* _Your task_:
In the entries that follow, find every line containing "PartialEq" and copy it.

### Dataset extract

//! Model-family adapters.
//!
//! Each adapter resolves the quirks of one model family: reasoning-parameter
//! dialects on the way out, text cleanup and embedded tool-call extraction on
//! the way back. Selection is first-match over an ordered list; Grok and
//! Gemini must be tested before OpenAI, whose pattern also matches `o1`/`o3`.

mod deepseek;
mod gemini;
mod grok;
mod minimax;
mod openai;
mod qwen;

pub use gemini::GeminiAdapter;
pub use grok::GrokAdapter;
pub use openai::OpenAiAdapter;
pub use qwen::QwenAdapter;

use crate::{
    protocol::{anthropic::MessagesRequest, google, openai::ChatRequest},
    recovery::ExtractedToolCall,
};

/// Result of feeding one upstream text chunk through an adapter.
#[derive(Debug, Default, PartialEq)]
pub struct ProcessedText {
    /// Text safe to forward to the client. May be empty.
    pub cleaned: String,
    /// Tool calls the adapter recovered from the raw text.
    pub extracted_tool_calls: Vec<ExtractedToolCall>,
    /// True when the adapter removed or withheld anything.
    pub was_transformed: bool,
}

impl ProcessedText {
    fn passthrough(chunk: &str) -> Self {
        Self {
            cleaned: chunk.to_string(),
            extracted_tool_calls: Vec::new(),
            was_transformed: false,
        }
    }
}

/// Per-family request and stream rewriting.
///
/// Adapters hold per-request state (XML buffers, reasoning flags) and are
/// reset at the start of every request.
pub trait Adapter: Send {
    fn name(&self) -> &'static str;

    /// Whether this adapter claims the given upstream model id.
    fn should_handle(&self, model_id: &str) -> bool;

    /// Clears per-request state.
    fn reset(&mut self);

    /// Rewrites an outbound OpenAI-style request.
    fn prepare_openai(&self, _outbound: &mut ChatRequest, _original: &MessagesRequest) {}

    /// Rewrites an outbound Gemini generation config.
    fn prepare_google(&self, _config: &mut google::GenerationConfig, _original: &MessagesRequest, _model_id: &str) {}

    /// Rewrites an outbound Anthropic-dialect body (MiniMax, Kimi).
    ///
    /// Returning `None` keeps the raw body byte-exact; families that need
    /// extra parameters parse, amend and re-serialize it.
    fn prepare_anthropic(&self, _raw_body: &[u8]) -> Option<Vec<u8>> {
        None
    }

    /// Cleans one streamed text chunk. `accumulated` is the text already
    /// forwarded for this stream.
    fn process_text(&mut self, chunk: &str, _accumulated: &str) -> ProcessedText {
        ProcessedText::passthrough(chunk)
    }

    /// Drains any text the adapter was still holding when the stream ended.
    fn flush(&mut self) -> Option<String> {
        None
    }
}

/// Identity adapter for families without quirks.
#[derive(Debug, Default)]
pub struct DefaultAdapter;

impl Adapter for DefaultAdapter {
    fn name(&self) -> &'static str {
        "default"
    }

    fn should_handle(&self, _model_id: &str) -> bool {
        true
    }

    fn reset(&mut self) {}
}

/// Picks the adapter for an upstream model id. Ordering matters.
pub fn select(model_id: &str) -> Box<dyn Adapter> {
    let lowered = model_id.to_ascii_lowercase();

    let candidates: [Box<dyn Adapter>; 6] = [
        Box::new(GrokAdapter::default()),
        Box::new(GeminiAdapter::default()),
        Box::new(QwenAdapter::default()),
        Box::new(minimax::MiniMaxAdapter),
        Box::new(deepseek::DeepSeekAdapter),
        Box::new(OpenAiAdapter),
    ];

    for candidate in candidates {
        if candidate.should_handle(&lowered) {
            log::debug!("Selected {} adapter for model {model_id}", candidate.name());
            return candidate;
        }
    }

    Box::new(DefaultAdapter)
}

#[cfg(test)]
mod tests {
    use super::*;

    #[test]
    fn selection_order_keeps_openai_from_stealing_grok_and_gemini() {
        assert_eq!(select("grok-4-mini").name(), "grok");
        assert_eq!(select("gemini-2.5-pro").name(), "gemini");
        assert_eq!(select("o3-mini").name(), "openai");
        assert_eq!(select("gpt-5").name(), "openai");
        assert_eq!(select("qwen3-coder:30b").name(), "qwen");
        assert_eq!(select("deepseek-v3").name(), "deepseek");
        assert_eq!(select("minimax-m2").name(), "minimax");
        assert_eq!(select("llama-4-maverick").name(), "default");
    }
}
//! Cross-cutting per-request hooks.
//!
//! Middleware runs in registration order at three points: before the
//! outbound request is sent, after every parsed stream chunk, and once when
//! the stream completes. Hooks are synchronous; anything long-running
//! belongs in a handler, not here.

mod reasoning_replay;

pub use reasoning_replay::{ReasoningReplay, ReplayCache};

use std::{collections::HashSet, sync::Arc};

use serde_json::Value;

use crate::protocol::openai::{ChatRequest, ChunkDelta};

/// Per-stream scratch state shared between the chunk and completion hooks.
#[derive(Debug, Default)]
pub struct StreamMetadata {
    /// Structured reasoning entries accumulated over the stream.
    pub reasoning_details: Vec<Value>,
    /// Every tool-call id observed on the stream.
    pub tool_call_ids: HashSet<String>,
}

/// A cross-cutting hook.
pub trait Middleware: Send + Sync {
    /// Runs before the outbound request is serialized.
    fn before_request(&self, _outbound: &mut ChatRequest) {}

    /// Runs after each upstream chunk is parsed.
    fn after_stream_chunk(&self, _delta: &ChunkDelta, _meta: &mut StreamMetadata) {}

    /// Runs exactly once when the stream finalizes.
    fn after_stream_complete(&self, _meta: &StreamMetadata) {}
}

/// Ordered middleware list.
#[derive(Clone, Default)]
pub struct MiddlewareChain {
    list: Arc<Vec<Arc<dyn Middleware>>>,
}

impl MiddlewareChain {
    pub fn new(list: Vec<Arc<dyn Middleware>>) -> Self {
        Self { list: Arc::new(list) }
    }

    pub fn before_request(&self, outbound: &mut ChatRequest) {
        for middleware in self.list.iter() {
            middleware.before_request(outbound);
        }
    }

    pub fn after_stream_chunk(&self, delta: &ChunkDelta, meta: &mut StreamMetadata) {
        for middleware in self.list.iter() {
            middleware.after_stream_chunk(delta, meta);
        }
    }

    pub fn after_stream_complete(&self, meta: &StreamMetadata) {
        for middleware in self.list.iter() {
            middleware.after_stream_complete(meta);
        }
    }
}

######
### Dataset extract

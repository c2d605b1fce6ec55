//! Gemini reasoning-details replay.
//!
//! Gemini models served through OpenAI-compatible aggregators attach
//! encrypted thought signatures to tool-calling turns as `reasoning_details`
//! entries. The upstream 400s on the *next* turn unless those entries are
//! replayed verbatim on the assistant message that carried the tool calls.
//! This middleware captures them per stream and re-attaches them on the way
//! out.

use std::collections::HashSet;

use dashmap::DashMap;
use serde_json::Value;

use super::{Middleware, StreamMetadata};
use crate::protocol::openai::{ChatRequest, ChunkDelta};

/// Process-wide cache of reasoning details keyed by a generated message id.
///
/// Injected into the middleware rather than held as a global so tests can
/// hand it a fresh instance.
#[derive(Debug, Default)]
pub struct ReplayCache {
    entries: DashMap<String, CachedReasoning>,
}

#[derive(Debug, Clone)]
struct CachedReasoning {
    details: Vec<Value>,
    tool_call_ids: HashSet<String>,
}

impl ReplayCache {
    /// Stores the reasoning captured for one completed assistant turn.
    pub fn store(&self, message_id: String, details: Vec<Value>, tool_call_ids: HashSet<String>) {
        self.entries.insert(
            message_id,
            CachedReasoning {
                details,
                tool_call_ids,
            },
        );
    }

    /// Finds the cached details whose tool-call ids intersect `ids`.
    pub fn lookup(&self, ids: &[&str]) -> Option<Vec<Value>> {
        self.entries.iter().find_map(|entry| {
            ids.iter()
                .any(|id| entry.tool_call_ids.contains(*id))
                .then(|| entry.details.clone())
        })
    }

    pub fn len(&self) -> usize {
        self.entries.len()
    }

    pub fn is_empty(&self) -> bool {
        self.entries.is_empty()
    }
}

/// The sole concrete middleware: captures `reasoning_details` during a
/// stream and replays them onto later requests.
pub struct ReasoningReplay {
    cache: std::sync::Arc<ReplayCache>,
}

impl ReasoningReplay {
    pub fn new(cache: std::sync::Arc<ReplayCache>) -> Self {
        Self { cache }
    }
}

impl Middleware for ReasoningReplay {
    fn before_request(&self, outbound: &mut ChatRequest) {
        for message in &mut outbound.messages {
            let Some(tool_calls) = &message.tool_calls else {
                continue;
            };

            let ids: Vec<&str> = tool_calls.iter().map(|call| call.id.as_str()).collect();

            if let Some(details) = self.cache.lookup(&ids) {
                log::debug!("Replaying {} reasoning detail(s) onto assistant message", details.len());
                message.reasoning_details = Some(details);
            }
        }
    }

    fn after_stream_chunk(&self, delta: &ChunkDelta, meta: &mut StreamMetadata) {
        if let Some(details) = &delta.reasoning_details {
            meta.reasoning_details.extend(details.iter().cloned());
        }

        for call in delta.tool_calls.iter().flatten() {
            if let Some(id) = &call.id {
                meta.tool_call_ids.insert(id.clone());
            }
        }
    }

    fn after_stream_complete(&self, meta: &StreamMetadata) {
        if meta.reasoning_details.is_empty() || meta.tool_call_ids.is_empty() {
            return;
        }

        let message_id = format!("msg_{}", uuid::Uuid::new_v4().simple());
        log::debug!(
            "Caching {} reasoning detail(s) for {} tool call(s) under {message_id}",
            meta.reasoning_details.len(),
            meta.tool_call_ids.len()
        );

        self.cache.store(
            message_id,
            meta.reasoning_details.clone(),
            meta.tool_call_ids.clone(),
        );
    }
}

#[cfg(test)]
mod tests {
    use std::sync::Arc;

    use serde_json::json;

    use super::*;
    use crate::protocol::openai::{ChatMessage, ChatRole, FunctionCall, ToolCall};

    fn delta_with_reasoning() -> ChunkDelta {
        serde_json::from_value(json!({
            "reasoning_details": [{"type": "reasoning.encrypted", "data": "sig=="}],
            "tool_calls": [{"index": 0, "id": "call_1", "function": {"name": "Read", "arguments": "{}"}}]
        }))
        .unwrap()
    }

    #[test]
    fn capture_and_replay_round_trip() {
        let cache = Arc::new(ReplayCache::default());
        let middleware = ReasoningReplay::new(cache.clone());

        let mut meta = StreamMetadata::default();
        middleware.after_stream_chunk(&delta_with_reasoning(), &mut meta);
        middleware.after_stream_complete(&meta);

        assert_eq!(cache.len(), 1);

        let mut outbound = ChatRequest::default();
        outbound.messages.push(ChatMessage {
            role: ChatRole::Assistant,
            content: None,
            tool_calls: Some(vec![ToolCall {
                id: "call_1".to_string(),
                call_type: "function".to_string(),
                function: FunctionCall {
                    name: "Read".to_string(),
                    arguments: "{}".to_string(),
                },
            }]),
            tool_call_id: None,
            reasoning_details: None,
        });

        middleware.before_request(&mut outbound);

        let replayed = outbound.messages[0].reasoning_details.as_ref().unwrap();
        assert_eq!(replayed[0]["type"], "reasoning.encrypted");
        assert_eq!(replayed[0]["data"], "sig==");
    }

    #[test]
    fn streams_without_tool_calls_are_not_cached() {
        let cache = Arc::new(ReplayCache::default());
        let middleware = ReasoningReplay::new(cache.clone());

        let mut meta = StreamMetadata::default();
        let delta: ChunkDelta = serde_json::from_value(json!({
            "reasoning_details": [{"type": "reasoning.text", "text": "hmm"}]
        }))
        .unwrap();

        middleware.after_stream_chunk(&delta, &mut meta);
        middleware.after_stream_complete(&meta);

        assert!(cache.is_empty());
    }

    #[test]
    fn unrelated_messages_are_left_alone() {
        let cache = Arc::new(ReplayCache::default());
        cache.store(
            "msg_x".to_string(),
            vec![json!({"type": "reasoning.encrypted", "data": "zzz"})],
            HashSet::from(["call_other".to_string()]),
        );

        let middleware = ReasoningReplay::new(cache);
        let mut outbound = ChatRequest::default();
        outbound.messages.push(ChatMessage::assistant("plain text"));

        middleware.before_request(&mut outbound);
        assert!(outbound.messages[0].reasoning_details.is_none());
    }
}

######
### Dataset extract

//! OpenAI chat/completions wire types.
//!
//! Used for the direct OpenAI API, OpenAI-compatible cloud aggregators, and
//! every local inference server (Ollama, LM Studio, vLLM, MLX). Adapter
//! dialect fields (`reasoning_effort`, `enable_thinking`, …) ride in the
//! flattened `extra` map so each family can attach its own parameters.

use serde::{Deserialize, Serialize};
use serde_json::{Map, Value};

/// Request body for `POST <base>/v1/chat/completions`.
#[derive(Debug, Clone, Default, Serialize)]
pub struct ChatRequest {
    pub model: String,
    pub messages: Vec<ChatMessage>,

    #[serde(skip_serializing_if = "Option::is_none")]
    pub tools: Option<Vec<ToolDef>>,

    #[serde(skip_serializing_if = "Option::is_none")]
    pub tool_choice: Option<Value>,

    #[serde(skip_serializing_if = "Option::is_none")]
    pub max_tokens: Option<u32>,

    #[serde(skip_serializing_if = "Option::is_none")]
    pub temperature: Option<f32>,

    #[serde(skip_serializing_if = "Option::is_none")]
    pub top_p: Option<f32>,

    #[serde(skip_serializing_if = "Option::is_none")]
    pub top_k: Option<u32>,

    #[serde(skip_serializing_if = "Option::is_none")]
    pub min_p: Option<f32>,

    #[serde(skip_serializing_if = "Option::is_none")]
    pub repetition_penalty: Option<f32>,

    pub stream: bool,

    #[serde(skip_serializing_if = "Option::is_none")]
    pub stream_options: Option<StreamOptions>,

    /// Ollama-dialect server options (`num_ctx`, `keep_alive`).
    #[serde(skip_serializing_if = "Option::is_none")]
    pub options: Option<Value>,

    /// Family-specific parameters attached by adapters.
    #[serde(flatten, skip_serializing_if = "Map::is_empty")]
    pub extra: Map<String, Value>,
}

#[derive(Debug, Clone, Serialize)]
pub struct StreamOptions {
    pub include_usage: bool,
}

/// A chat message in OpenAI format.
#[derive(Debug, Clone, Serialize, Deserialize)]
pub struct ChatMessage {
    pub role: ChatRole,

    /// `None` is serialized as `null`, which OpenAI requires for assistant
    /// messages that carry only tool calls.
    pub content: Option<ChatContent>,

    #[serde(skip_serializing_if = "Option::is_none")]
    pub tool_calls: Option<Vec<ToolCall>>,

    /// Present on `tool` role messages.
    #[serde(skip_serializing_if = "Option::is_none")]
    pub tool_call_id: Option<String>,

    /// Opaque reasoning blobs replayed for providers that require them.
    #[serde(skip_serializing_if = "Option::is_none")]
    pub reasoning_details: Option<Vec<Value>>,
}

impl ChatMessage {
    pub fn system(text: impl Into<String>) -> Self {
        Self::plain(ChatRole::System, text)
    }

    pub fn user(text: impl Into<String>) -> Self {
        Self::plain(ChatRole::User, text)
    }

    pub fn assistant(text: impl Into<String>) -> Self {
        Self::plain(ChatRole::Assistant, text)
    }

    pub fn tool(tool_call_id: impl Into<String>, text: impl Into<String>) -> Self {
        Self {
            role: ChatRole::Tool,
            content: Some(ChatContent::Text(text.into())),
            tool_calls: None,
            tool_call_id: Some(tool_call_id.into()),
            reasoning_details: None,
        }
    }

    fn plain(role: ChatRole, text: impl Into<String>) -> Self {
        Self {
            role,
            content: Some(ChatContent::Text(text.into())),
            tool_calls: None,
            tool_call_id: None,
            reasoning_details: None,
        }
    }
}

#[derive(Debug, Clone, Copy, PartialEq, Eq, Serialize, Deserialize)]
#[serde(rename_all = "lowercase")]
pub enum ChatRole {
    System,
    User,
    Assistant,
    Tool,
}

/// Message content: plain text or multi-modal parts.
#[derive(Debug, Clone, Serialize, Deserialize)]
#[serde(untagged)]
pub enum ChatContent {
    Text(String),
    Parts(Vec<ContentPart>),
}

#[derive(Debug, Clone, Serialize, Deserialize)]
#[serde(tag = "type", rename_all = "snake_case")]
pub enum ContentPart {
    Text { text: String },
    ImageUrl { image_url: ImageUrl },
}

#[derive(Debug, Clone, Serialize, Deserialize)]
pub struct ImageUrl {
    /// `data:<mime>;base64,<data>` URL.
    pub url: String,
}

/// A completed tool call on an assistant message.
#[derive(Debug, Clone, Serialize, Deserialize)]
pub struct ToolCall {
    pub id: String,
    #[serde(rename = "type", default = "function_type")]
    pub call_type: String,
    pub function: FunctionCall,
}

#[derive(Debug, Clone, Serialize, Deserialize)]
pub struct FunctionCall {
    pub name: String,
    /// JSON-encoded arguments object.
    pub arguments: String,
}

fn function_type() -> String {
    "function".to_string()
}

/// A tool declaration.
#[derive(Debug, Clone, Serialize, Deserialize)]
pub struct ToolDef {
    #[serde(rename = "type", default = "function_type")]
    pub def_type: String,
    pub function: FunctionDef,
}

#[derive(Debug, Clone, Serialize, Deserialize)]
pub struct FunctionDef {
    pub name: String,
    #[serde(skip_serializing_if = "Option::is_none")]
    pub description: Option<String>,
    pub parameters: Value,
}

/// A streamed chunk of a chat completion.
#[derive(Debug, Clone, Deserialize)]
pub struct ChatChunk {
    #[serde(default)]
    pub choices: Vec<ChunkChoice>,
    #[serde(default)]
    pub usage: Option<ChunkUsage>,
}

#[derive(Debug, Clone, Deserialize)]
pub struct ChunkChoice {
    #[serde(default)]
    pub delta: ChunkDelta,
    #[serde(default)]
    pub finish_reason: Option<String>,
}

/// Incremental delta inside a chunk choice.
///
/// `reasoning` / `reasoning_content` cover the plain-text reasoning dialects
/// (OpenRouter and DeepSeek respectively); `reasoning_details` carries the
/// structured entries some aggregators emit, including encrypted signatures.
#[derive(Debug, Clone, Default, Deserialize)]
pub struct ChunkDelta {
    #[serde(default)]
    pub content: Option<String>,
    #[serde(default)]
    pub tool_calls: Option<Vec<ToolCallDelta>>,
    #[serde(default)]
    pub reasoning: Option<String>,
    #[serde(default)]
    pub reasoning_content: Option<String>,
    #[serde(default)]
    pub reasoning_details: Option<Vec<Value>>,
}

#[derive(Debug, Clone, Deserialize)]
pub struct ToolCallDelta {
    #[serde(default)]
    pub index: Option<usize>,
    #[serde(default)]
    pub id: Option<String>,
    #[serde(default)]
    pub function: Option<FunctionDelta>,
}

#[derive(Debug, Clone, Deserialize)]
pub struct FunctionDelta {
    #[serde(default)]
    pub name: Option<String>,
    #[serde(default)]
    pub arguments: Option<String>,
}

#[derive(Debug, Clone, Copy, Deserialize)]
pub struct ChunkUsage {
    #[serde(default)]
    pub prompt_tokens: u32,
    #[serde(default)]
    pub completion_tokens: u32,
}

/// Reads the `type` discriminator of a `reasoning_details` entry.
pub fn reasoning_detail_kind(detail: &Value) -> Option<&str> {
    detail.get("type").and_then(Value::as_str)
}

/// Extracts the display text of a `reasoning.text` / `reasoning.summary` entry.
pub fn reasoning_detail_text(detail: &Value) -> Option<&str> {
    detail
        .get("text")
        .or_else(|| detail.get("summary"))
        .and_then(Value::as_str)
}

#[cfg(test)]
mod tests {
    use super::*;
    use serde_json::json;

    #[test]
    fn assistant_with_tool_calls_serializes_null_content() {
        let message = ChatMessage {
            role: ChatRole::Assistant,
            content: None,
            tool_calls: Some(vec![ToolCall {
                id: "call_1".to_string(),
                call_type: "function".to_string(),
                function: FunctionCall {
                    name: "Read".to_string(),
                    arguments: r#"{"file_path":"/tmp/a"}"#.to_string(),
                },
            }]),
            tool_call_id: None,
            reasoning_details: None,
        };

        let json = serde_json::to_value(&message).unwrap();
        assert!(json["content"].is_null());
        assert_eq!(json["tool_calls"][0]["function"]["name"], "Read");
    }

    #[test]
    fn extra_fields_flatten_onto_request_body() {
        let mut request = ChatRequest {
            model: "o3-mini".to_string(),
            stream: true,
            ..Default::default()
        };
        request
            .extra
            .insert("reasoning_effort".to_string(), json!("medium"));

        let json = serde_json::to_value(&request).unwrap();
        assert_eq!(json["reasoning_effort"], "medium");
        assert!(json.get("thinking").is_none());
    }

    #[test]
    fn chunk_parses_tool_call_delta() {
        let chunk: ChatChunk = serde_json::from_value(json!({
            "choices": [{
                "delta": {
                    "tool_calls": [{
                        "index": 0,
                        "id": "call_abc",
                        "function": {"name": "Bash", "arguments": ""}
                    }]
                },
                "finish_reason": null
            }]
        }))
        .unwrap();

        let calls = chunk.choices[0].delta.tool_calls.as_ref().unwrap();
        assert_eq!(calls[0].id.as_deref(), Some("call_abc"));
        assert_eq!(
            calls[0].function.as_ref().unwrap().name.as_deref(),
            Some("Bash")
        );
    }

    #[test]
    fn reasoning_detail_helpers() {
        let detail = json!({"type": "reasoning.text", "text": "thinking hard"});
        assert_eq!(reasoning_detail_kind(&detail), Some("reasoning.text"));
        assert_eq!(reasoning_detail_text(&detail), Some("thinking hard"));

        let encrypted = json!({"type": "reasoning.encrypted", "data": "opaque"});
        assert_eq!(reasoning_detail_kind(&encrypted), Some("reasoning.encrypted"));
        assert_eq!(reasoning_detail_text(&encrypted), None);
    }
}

######

* _Finished task_:
#[derive(Debug, Default, PartialEq)]
#[derive(Debug, Clone, Copy, PartialEq, Eq, Serialize, Deserialize)]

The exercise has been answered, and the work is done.